Seasonal affective disorder (SAD), also known as winter depression or winter blues, is a subtype of mood disorder consisting of recurrent major depressive episodes of varying severity, which occur with a seasonal pattern. The most common type of SAD is winter depression with symptoms beginning in autumn and winter. This is followed by full remission or hypomanic states (mild state of mania) during the following spring and summer. A rare form of SAD occurs during the summer. SAD is generally characterised by four central features,
1. Recurrent major depressive episodes, which start around the same time each year, for example September to October, and end around the same time each year, for example March to April,
2. Full remission of symptoms during the unaffected period of the year, for example May to August,
3. Relatively more seasonal depressive episodes than non-seasonal episodes, over the lifetime course of the illness,
4. Seasonal depressive episodes occur in at least 2 consecutive years.
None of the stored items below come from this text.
//! C1 — free-text offer parsing.
//!
//! Extracts a structured [`Offer`] from a vendor's free-text message.
//! Every extraction is conservative: if a pattern doesn't clearly match,
//! the field is left `None` rather than guessed at. Parsing is pure and
//! synchronous — no I/O, no LLM call — so accumulation (C2) can run it
//! against every incoming message without caring what backs the engine.

use crate::types::Offer;
use chrono::NaiveDate;
use once_cell::sync::Lazy;
use regex::Regex;
use std::collections::HashMap;

/// A recognized currency. Detected from a leading symbol or trailing
/// ISO code; defaults to `Usd` when a price has neither.
#[derive(Debug, Clone, Copy, PartialEq, Eq, Hash)]
pub enum CurrencyCode {
    /// US dollar.
    Usd,
    /// Euro.
    Eur,
    /// British pound.
    Gbp,
    /// Australian dollar.
    Aud,
}

impl CurrencyCode {
    fn from_symbol(symbol: &str) -> Option<Self> {
        match symbol {
            "$" => Some(Self::Usd),
            "A$" | "a$" => Some(Self::Aud),
            "€" => Some(Self::Eur),
            "£" => Some(Self::Gbp),
            _ => None,
        }
    }
}

/// Conversion rates between currency pairs, supplied by the caller — the
/// parser never fetches live rates itself. A missing pair leaves the
/// price unconverted (in its original currency).
pub type ConversionTable = HashMap<(CurrencyCode, CurrencyCode), f64>;

static PRICE_RE: Lazy<Regex> = Lazy::new(|| {
    Regex::new(r"(?i)(A\$|\$|€|£)\s*([0-9][0-9,]*(?:\.[0-9]{1,2})?)|([0-9][0-9,]*(?:\.[0-9]{1,2})?)\s*(?:usd|dollars)")
        .unwrap()
});

static TERMS_RE: Lazy<Regex> = Lazy::new(|| Regex::new(r"(?i)net\s*-?\s*(\d{1,3})").unwrap());

static ADVANCE_RE: Lazy<Regex> =
    Lazy::new(|| Regex::new(r"(?i)(\d{1,3}(?:\.\d+)?)\s*%\s*(?:advance|upfront|deposit)").unwrap());

static WARRANTY_RE: Lazy<Regex> =
    Lazy::new(|| Regex::new(r"(?i)(\d{1,3})\s*(?:-|\s)?month[s]?\s*warranty").unwrap());

static DELIVERY_DAYS_RE: Lazy<Regex> = Lazy::new(|| {
    Regex::new(r"(?i)(?:deliver(?:y|ed)?|ship(?:ped)?)\s*(?:in|within)\s*(\d{1,4})\s*days?")
        .unwrap()
});

static DELIVERY_DATE_RE: Lazy<Regex> =
    Lazy::new(|| Regex::new(r"(\d{4})-(\d{2})-(\d{2})").unwrap());

fn parse_amount(raw: &str) -> Option<f64> {
    raw.replace(',', "").parse::<f64>().ok()
}

/// Parse a single free-text vendor message into an [`Offer`]. Fields the
/// message doesn't clearly state are left `None`. Any currency symbol
/// is stripped but not converted — use [`parse_offer_with_currency`]
/// when the price needs normalizing to a common currency.
pub fn parse_offer(text: &str) -> Offer {
    let mut offer = Offer::empty();

    if let Some(caps) = PRICE_RE.captures(text) {
        let raw = caps.get(2).or_else(|| caps.get(3)).map(|m| m.as_str());
        offer.total_price = raw.and_then(parse_amount);
    }

    if let Some(caps) = TERMS_RE.captures(text) {
        if let Some(days) = caps.get(1) {
            offer.payment_terms = Some(format!("Net{}", days.as_str()));
        }
    }

    if let Some(caps) = ADVANCE_RE.captures(text) {
        if let Some(pct) = caps.get(1) {
            offer.advance_payment_percent = pct.as_str().parse::<f64>().ok();
        }
    }

    if let Some(caps) = WARRANTY_RE.captures(text) {
        if let Some(months) = caps.get(1) {
            offer.warranty_months = months.as_str().parse::<u32>().ok();
        }
    }

    if let Some(caps) = DELIVERY_DATE_RE.captures(text) {
        let y = caps.get(1).and_then(|m| m.as_str().parse::<i32>().ok());
        let mo = caps.get(2).and_then(|m| m.as_str().parse::<u32>().ok());
        let d = caps.get(3).and_then(|m| m.as_str().parse::<u32>().ok());
        if let (Some(y), Some(mo), Some(d)) = (y, mo, d) {
            offer.delivery_date = NaiveDate::from_ymd_opt(y, mo, d);
        }
    } else if let Some(caps) = DELIVERY_DAYS_RE.captures(text) {
        if let Some(days) = caps.get(1) {
            offer.delivery_days = days.as_str().parse::<u32>().ok();
        }
    }

    offer
}

/// The currency a parsed price was stated in, or `None` if no symbol
/// was present (callers typically treat this as the deal's home
/// currency).
pub fn detect_currency(text: &str) -> Option<CurrencyCode> {
    let caps = PRICE_RE.captures(text)?;
    let symbol = caps.get(1)?.as_str();
    CurrencyCode::from_symbol(symbol)
}

/// Parse `text` like [`parse_offer`], then convert a detected price into
/// `target` using `rates`. If no rate is on file for the detected pair,
/// the price is left in its original currency rather than guessed at.
pub fn parse_offer_with_currency(
    text: &str,
    target: CurrencyCode,
    rates: &ConversionTable,
) -> Offer {
    let mut offer = parse_offer(text);
    if let (Some(price), Some(from)) = (offer.total_price, detect_currency(text)) {
        if from != target {
            if let Some(rate) = rates.get(&(from, target)) {
                offer.total_price = Some(price * rate);
            }
        }
    }
    offer
}

#[cfg(test)]
mod tests {
    use super::*;

    #[test]
    fn test_parses_price_with_dollar_sign() {
        let offer = parse_offer("We can do $1,150.00 for the full order.");
        assert_eq!(offer.total_price, Some(1150.0));
    }

    #[test]
    fn test_parses_price_with_usd_suffix() {
        let offer = parse_offer("Our offer is 980 USD total.");
        assert_eq!(offer.total_price, Some(980.0));
    }

    #[test]
    fn test_parses_net_terms() {
        let offer = parse_offer("We'd need Net 45 on this one.");
        assert_eq!(offer.payment_terms, Some("Net45".to_string()));
    }

    #[test]
    fn test_parses_delivery_days() {
        let offer = parse_offer("Can deliver within 21 days of PO.");
        assert_eq!(offer.delivery_days, Some(21));
    }

    #[test]
    fn test_parses_delivery_date_over_days() {
        let offer = parse_offer("Delivery by 2026-09-01, roughly 30 days out.");
        assert_eq!(
            offer.delivery_date,
            NaiveDate::from_ymd_opt(2026, 9, 1)
        );
        assert_eq!(offer.delivery_days, None);
    }

    #[test]
    fn test_parses_advance_percent() {
        let offer = parse_offer("We require a 20% advance upfront.");
        assert_eq!(offer.advance_payment_percent, Some(20.0));
    }

    #[test]
    fn test_parses_warranty_months() {
        let offer = parse_offer("Includes a 12-month warranty.");
        assert_eq!(offer.warranty_months, Some(12));
    }

    #[test]
    fn test_missing_fields_stay_none() {
        let offer = parse_offer("Let's talk tomorrow.");
        assert_eq!(offer.total_price, None);
        assert_eq!(offer.payment_terms, None);
    }

    #[test]
    fn test_detects_euro_symbol() {
        assert_eq!(detect_currency("Price is €900 total."), Some(CurrencyCode::Eur));
    }

    #[test]
    fn test_detects_no_currency_on_bare_usd_suffix() {
        assert_eq!(detect_currency("980 USD total."), None);
    }

    #[test]
    fn test_converts_price_when_rate_known() {
        let mut rates = ConversionTable::new();
        rates.insert((CurrencyCode::Eur, CurrencyCode::Usd), 1.1);
        let offer = parse_offer_with_currency("Price is €900 total.", CurrencyCode::Usd, &rates);
        assert_eq!(offer.total_price, Some(990.0));
    }

    #[test]
    fn test_leaves_price_unconverted_when_rate_missing() {
        let rates = ConversionTable::new();
        let offer = parse_offer_with_currency("Price is £900 total.", CurrencyCode::Usd, &rates);
        assert_eq!(offer.total_price, Some(900.0));
    }
}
Subsyndromal SAD is a disorder with similar but milder symptoms to SAD, which do not affect the patient's ability to function. It has been reported that there is a paucity of information concerning the incidence and detection of SAD in UK populations. Prevalence rates suggested by studies carried out have ranged from 1 to 12% depending on the diagnostic criteria used. The overall lifetime incidence of SAD is said to range from 0 to 9.7%, depending on the specific population studied and how it is diagnosed. SAD prevalence may be higher in northern latitudes than southern latitudes and may vary within ethnic groups at the same latitude. It has been reported that the risk of SAD probably increases if people move to live further away from the equator. Almost all the studies of the incidence of SAD report that women are more likely to suffer from SAD. The average ratio of women to men across all studies is 1.8 to 1.2 During the reproductive years, female sufferers predominate; however a reduction in incidence and a narrowing of gender differences is seen in old age. With respect to age, studies report that the life time incidence of SAD increases with age until around age 60. After the age of 50-54, it is reported that the incidence declines dramatically and as such, over the age of 65 the incidence of SAD is very low. Regardless of this however, patients over 65 may still present to hospitals for treatment. It has been suggested that the response of patients over 65 to treatment does not differ from that of younger patients with SAD. It should be noted that the low incidence of SAD in older individuals may be as a result of misdiagnosis as physicians may consider symptoms presented by such individuals as being down to old age and not SAD. Children also suffer from SAD, although this is quite rare as children have more opportunity than adults to play and interact outdoors thereby exposing them to more sunlight and as such suppressing any possible triggers of SAD; however, incidence rates rise at puberty. Severity of SAD can be mild, moderate or severe.